# PROVIDED DATA:
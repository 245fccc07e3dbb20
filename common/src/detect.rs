use crate::{sensors::ltr390, types::ModelId};

/// Picks the board model from primary-bus scans of models A, B and C, in
/// that order. The first primary bus answering at the LTR390 address wins;
/// with none present the board runs as the wind-only node.
pub fn detect_model<'a, I>(scans: I) -> ModelId
where
    I: IntoIterator<Item = (ModelId, &'a [u8])>,
{
    let mut found: Option<ModelId> = None;
    for (model, addresses) in scans {
        if model == ModelId::D || !addresses.contains(&ltr390::ADDRESS) {
            continue;
        }
        found = Some(match found {
            Some(current) if rank(current) <= rank(model) => current,
            _ => model,
        });
    }
    found.unwrap_or(ModelId::D)
}

fn rank(model: ModelId) -> u8 {
    match model {
        ModelId::A => 0,
        ModelId::B => 1,
        ModelId::C => 2,
        ModelId::D => 3,
    }
}
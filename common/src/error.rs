use thiserror::Error;

#[derive(Debug, Clone, PartialEq, Error)]
pub enum SensorError {
    #[error("bus transaction failed: {0}")]
    Bus(String),
    #[error("crc mismatch (expected {expected:#04x}, got {actual:#04x})")]
    Crc { expected: u8, actual: u8 },
    #[error("timed out waiting for {what}")]
    Timeout { what: &'static str },
    #[error("no valid samples")]
    NoSamples,
    #[error("reading {value} outside valid range [{min}, {max}]")]
    OutOfRange { value: f32, min: f32, max: f32 },
    #[error("decoder produced a non-finite value")]
    NotFinite,
}

impl SensorError {
    /// Wraps any `embedded-hal` bus error.
    pub fn bus<E: core::fmt::Debug>(err: E) -> Self {
        Self::Bus(format!("{err:?}"))
    }
}

#[derive(Debug, Clone, PartialEq, Eq, Error)]
pub enum UploadError {
    #[error("upload carries {count} fields, at most 8 are allowed")]
    TooManyFields { count: usize },
    #[error("upload transport failed: {0}")]
    Transport(String),
    #[error("upload rejected with HTTP {0}")]
    Status(u16),
}

#[derive(Debug, Error)]
pub enum ConfigError {
    #[error("channel group {0} has no channels")]
    EmptyGroup(&'static str),
    #[error("channel group {model} has {count} channels, at most 8 are allowed")]
    TooManyChannels { model: &'static str, count: usize },
    #[error("channel group {0} is configured more than once")]
    DuplicateGroup(&'static str),
    #[error("channel group {0} has a zero upload interval")]
    InvalidInterval(&'static str),
    #[error("channel group {model}: {first} and {second} both claim address {address:#04x}")]
    AddressConflict {
        model: &'static str,
        address: u8,
        first: &'static str,
        second: &'static str,
    },
    #[error("channel group {model} has {channels} channels but {probes} probes")]
    ProbeMismatch {
        model: &'static str,
        channels: usize,
        probes: usize,
    },
    #[error("failed to parse station config: {0}")]
    Parse(#[from] serde_json::Error),
}

#[derive(Debug, Error)]
pub enum FirmwareError {
    #[error("firmware fetch failed: {0}")]
    Fetch(String),
    #[error("firmware store failed: {0}")]
    Store(String),
}
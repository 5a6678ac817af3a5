use std::{cmp, fmt};

/// Represents a position in source code
#[derive(Debug, Clone, Copy, PartialEq, Eq, PartialOrd, Ord)]
pub struct Position {
    /// Line number (1-based)
    pub line: usize,
    /// Byte column within the line (1-based)
    pub column: usize,
}

impl Position {
    pub fn new(line: usize, column: usize) -> Self {
        Position { line, column }
    }

    /// Creates a Range from this position to another position.
    pub fn to(self, end: Position) -> Range {
        Range::new(self, end)
    }
}

impl Default for Position {
    fn default() -> Self {
        Position { line: 1, column: 1 }
    }
}

impl fmt::Display for Position {
    fn fmt(&self, f: &mut fmt::Formatter<'_>) -> fmt::Result {
        write!(f, "{}:{}", self.line, self.column)
    }
}

#[derive(Clone, Copy, PartialEq, Eq, Default)]
pub struct Range {
    pub start: Position,
    pub end: Position,
}

impl Range {
    pub fn new(start: Position, end: Position) -> Self {
        debug_assert!(start < end, "start must be less than end in Range::new");
        Range { start, end }
    }

    pub fn contains(&self, position: Position) -> bool {
        position >= self.start && position < self.end
    }

    /// Creates a range spanning from the earliest start to the latest end of two ranges.
    pub fn spanning(&self, range: Range) -> Range {
        Range {
            start: cmp::min(self.start, range.start),
            end: cmp::max(self.end, range.end),
        }
    }
}

impl fmt::Display for Range {
    fn fmt(&self, f: &mut fmt::Formatter<'_>) -> fmt::Result {
        write!(f, "{}-{}", self.start, self.end)
    }
}

impl fmt::Debug for Range {
    fn fmt(&self, f: &mut fmt::Formatter<'_>) -> fmt::Result {
        fmt::Display::fmt(self, f)
    }
}

/// Trait for types that have a Range
pub trait Ranged {
    /// Returns the range of this item
    fn range(&self) -> Range;
}

impl Ranged for Range {
    fn range(&self) -> Range {
        *self
    }
}

#[cfg(test)]
mod tests {
    use super::*;

    #[test]
    fn test_position_ordering() {
        assert!(Position::new(1, 5) < Position::new(2, 1));
        assert!(Position::new(3, 2) < Position::new(3, 10));
    }

    #[test]
    fn test_range_contains() {
        let range = Position::new(1, 3).to(Position::new(1, 8));
        assert!(range.contains(Position::new(1, 3)));
        assert!(range.contains(Position::new(1, 7)));
        assert!(!range.contains(Position::new(1, 8)));
        assert!(!range.contains(Position::new(2, 1)));
    }

    #[test]
    fn test_range_display() {
        let range = Position::new(2, 4).to(Position::new(2, 9));
        assert_eq!(range.to_string(), "2:4-2:9");
    }

    #[test]
    fn test_spanning_is_commutative() {
        let a = Position::new(1, 1).to(Position::new(1, 4));
        let b = Position::new(2, 3).to(Position::new(2, 7));
        assert_eq!(a.spanning(b), b.spanning(a));
        assert_eq!(a.spanning(b), Position::new(1, 1).to(Position::new(2, 7)));
    }
}
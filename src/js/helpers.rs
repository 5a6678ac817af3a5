use super::ast::{AccessKey, BinOp, Expr};

// Set-operation fragments for constructs JavaScript has no operator for.
//
// Each function is a pure combinator over already-translated operand
// expressions; none of them inspect or re-translate their inputs. The
// fragments model sets as duplicate-free arrays.
//
// Arrow parameters use the reserved name `$elem`. `$` is not a valid
// identifier character in the source language, so a translated operand can
// never contain a variable of that name and the arrows capture nothing
// they should not.

pub const ELEM_PARAM: &str = "$elem";

fn elem_var() -> Expr {
    Expr::Variable {
        name: ELEM_PARAM.to_string(),
    }
}

fn field(target: Expr, name: &str) -> Expr {
    Expr::Access {
        target: Box::new(target),
        key: AccessKey::Field(name.to_string()),
    }
}

fn method(target: Expr, name: &str, args: Vec<Expr>) -> Expr {
    Expr::Invoke {
        callee: Box::new(field(target, name)),
        args,
    }
}

fn elem_arrow(body: Expr) -> Expr {
    Expr::Arrow {
        params: vec![ELEM_PARAM.to_string()],
        body: Box::new(body),
    }
}

/// Membership test: rhs.includes(lhs)
pub fn element_of(lhs: Expr, rhs: Expr) -> Expr {
    method(rhs, "includes", vec![lhs])
}

/// Set intersection: lhs.filter(($elem) => rhs.includes($elem))
pub fn intersect(lhs: Expr, rhs: Expr) -> Expr {
    method(
        lhs,
        "filter",
        vec![elem_arrow(method(rhs, "includes", vec![elem_var()]))],
    )
}

/// Subset test: lhs.every(($elem) => rhs.includes($elem))
///
/// The inclusive form accepts equal operands. The strict form additionally
/// requires the left side to be smaller, so a set never counts as a strict
/// subset of itself.
pub fn subset(lhs: Expr, rhs: Expr, inclusive: bool) -> Expr {
    let inclusion = method(
        lhs.clone(),
        "every",
        vec![elem_arrow(method(rhs.clone(), "includes", vec![elem_var()]))],
    );
    if inclusive {
        inclusion
    } else {
        Expr::Binary {
            op: BinOp::And,
            lhs: Box::new(inclusion),
            rhs: Box::new(Expr::Binary {
                op: BinOp::Lt,
                lhs: Box::new(field(lhs, "length")),
                rhs: Box::new(field(rhs, "length")),
            }),
        }
    }
}

#[cfg(test)]
mod tests {
    use super::super::eval::{Env, Value, evaluate};
    use super::*;

    fn var(name: &str) -> Expr {
        Expr::Variable {
            name: name.to_string(),
        }
    }

    fn nums(ns: &[f64]) -> Value {
        Value::Array(ns.iter().map(|n| Value::Num(*n)).collect())
    }

    fn set_env() -> Env {
        let mut env = Env::new();
        env.push("small", nums(&[1.0, 2.0]));
        env.push("big", nums(&[1.0, 2.0, 3.0]));
        env.push("other", nums(&[2.0, 4.0]));
        env
    }

    #[test]
    fn test_element_of_shape() {
        let expr = element_of(var("x"), var("xs"));
        assert_eq!(expr.to_string(), "xs.includes(x)");
    }

    #[test]
    fn test_intersect_shape() {
        let expr = intersect(var("xs"), var("ys"));
        assert_eq!(
            expr.to_string(),
            "xs.filter(($elem) => ys.includes($elem))"
        );
    }

    #[test]
    fn test_subset_shapes() {
        assert_eq!(
            subset(var("xs"), var("ys"), true).to_string(),
            "xs.every(($elem) => ys.includes($elem))"
        );
        assert_eq!(
            subset(var("xs"), var("ys"), false).to_string(),
            "(xs.every(($elem) => ys.includes($elem)) && (xs.length < ys.length))"
        );
    }

    #[test]
    fn test_element_of_semantics() {
        let env = set_env();
        let hit = evaluate(
            &element_of(
                Expr::Literal {
                    text: "2".to_string(),
                },
                var("small"),
            ),
            &env,
        )
        .unwrap();
        assert_eq!(hit, Value::Bool(true));

        let miss = evaluate(
            &element_of(
                Expr::Literal {
                    text: "5".to_string(),
                },
                var("small"),
            ),
            &env,
        )
        .unwrap();
        assert_eq!(miss, Value::Bool(false));
    }

    #[test]
    fn test_intersect_semantics() {
        let env = set_env();
        let result = evaluate(&intersect(var("big"), var("other")), &env).unwrap();
        assert_eq!(result, nums(&[2.0]));
    }

    #[test]
    fn test_subset_forms_differ_only_at_equal_operands() {
        let env = set_env();

        // small ⊆ big and small ⊂ big
        for inclusive in [false, true] {
            let result = evaluate(&subset(var("small"), var("big"), inclusive), &env).unwrap();
            assert_eq!(result, Value::Bool(true), "inclusive={inclusive}");
        }

        // small ⊆ small holds, small ⊂ small does not
        let lax = evaluate(&subset(var("small"), var("small"), true), &env).unwrap();
        assert_eq!(lax, Value::Bool(true));
        let strict = evaluate(&subset(var("small"), var("small"), false), &env).unwrap();
        assert_eq!(strict, Value::Bool(false));

        // overlap without inclusion fails both ways
        for inclusive in [false, true] {
            let result = evaluate(&subset(var("other"), var("big"), inclusive), &env).unwrap();
            assert_eq!(result, Value::Bool(false), "inclusive={inclusive}");
        }
    }

    #[test]
    fn test_nested_fragments_shadow_the_element_parameter() {
        // big ∩ (big ∩ other): the inner fragment's $elem shadows the outer
        // one inside its own arrow body only.
        let env = set_env();
        let expr = intersect(var("big"), intersect(var("big"), var("other")));
        let result = evaluate(&expr, &env).unwrap();
        assert_eq!(result, nums(&[2.0]));
    }
}
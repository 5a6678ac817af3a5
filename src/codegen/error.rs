use thiserror::Error;

use crate::range::{Range, Ranged};
use crate::shoal::BinaryOp;

/// A construct the backend cannot lower.
///
/// Translation is fail-fast: the first unsupported construct aborts the
/// whole unit and no partial output is produced. Every variant carries the
/// range of the offending node, not the start of the unit.
#[derive(Debug, Clone, Error)]
pub enum CodegenError {
    #[error("Cannot translate import declarations")]
    UnsupportedImport { range: Range },

    #[error("Cannot translate type declaration '{name}'")]
    UnsupportedTypeDecl { name: String, range: Range },

    #[error("Cannot translate a type used as an expression")]
    UnsupportedTypeConst { range: Range },

    #[error("Cannot translate {kind}")]
    UnsupportedExpr { kind: &'static str, range: Range },

    #[error("Cannot translate binary operator {op}")]
    UnsupportedBinaryOp { op: BinaryOp, range: Range },
}

impl CodegenError {
    /// Renders the diagnostic the driver prints for a failed unit.
    pub fn report(&self, path: &str) -> String {
        let position = self.range().start;
        format!(
            "error: {}\n  --> {} (line {}, col {})",
            self, path, position.line, position.column
        )
    }
}

impl Ranged for CodegenError {
    fn range(&self) -> Range {
        match self {
            CodegenError::UnsupportedImport { range }
            | CodegenError::UnsupportedTypeDecl { range, .. }
            | CodegenError::UnsupportedTypeConst { range }
            | CodegenError::UnsupportedExpr { range, .. }
            | CodegenError::UnsupportedBinaryOp { range, .. } => *range,
        }
    }
}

# ASSIGNED TASK:
An exact repetition of the material above is required, from its first line through the line holding "found = Some(match", with nothing added.

# EXPECTED ANSWER:
repository 245fccc07e3dbb20
filename common/src/detect.rs
use crate::{sensors::ltr390, types::ModelId};

/// Picks the board model from primary-bus scans of models A, B and C, in
/// that order. The first primary bus answering at the LTR390 address wins;
/// with none present the board runs as the wind-only node.
pub fn detect_model<'a, I>(scans: I) -> ModelId
where
    I: IntoIterator<Item = (ModelId, &'a [u8])>,
{
    let mut found: Option<ModelId> = None;
    for (model, addresses) in scans {
        if model == ModelId::D || !addresses.contains(&ltr390::ADDRESS) {
            continue;
        }
        found = Some(match found {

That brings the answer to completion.